**Aim of the exercise**:
Return each line of the material below exactly. Begin at the first and end on the line with "to be observed".

**Dataset**:
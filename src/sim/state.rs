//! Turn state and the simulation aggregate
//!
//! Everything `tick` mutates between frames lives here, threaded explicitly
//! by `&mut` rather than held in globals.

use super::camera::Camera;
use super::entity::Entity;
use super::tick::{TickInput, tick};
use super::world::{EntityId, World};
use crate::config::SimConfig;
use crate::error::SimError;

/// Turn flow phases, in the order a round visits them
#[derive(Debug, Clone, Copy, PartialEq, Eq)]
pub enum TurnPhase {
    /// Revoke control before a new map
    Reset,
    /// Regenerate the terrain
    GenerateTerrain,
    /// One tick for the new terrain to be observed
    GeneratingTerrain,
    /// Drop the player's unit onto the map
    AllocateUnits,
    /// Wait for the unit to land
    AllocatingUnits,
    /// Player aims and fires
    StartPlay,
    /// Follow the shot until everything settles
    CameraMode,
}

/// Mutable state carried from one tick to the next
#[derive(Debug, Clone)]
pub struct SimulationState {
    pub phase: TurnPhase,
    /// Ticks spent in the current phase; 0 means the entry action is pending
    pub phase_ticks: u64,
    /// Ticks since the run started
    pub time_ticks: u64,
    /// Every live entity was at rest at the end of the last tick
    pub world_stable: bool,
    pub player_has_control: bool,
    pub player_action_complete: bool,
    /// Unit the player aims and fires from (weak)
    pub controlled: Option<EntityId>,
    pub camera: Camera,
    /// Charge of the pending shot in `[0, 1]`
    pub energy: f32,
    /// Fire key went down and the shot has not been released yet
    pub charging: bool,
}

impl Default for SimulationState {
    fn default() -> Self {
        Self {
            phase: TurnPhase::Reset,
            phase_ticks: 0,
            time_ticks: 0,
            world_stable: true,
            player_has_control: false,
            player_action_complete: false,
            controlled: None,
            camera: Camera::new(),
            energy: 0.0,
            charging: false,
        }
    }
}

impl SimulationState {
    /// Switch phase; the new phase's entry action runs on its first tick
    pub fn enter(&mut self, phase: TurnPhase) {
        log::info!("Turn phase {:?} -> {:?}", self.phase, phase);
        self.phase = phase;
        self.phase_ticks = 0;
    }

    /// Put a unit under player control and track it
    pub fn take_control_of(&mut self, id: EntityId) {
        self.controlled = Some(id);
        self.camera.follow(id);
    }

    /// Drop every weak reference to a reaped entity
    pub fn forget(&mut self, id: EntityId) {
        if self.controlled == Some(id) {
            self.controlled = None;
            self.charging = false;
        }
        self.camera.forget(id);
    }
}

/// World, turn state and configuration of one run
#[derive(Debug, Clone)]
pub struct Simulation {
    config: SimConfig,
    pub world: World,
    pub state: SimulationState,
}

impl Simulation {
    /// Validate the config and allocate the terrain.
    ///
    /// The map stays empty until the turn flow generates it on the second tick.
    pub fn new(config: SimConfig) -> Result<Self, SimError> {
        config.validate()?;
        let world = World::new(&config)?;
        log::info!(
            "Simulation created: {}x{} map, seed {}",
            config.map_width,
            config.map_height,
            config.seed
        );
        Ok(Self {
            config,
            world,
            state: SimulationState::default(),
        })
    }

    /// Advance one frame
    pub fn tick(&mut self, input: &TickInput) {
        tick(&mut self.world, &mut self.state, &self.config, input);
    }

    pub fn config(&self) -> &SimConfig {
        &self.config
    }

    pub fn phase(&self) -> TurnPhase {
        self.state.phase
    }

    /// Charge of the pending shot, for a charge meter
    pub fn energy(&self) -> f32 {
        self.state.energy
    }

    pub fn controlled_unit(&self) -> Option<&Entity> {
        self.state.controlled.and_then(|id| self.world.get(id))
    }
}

**Solved exercise**:
filename src/sim/state.rs
//! Turn state and the simulation aggregate
//!
//! Everything `tick` mutates between frames lives here, threaded explicitly
//! by `&mut` rather than held in globals.

use super::camera::Camera;
use super::entity::Entity;
use super::tick::{TickInput, tick};
use super::world::{EntityId, World};
use crate::config::SimConfig;
use crate::error::SimError;

/// Turn flow phases, in the order a round visits them
#[derive(Debug, Clone, Copy, PartialEq, Eq)]
pub enum TurnPhase {
    /// Revoke control before a new map
    Reset,
    /// Regenerate the terrain
    GenerateTerrain,
    /// One tick for the new terrain to be observed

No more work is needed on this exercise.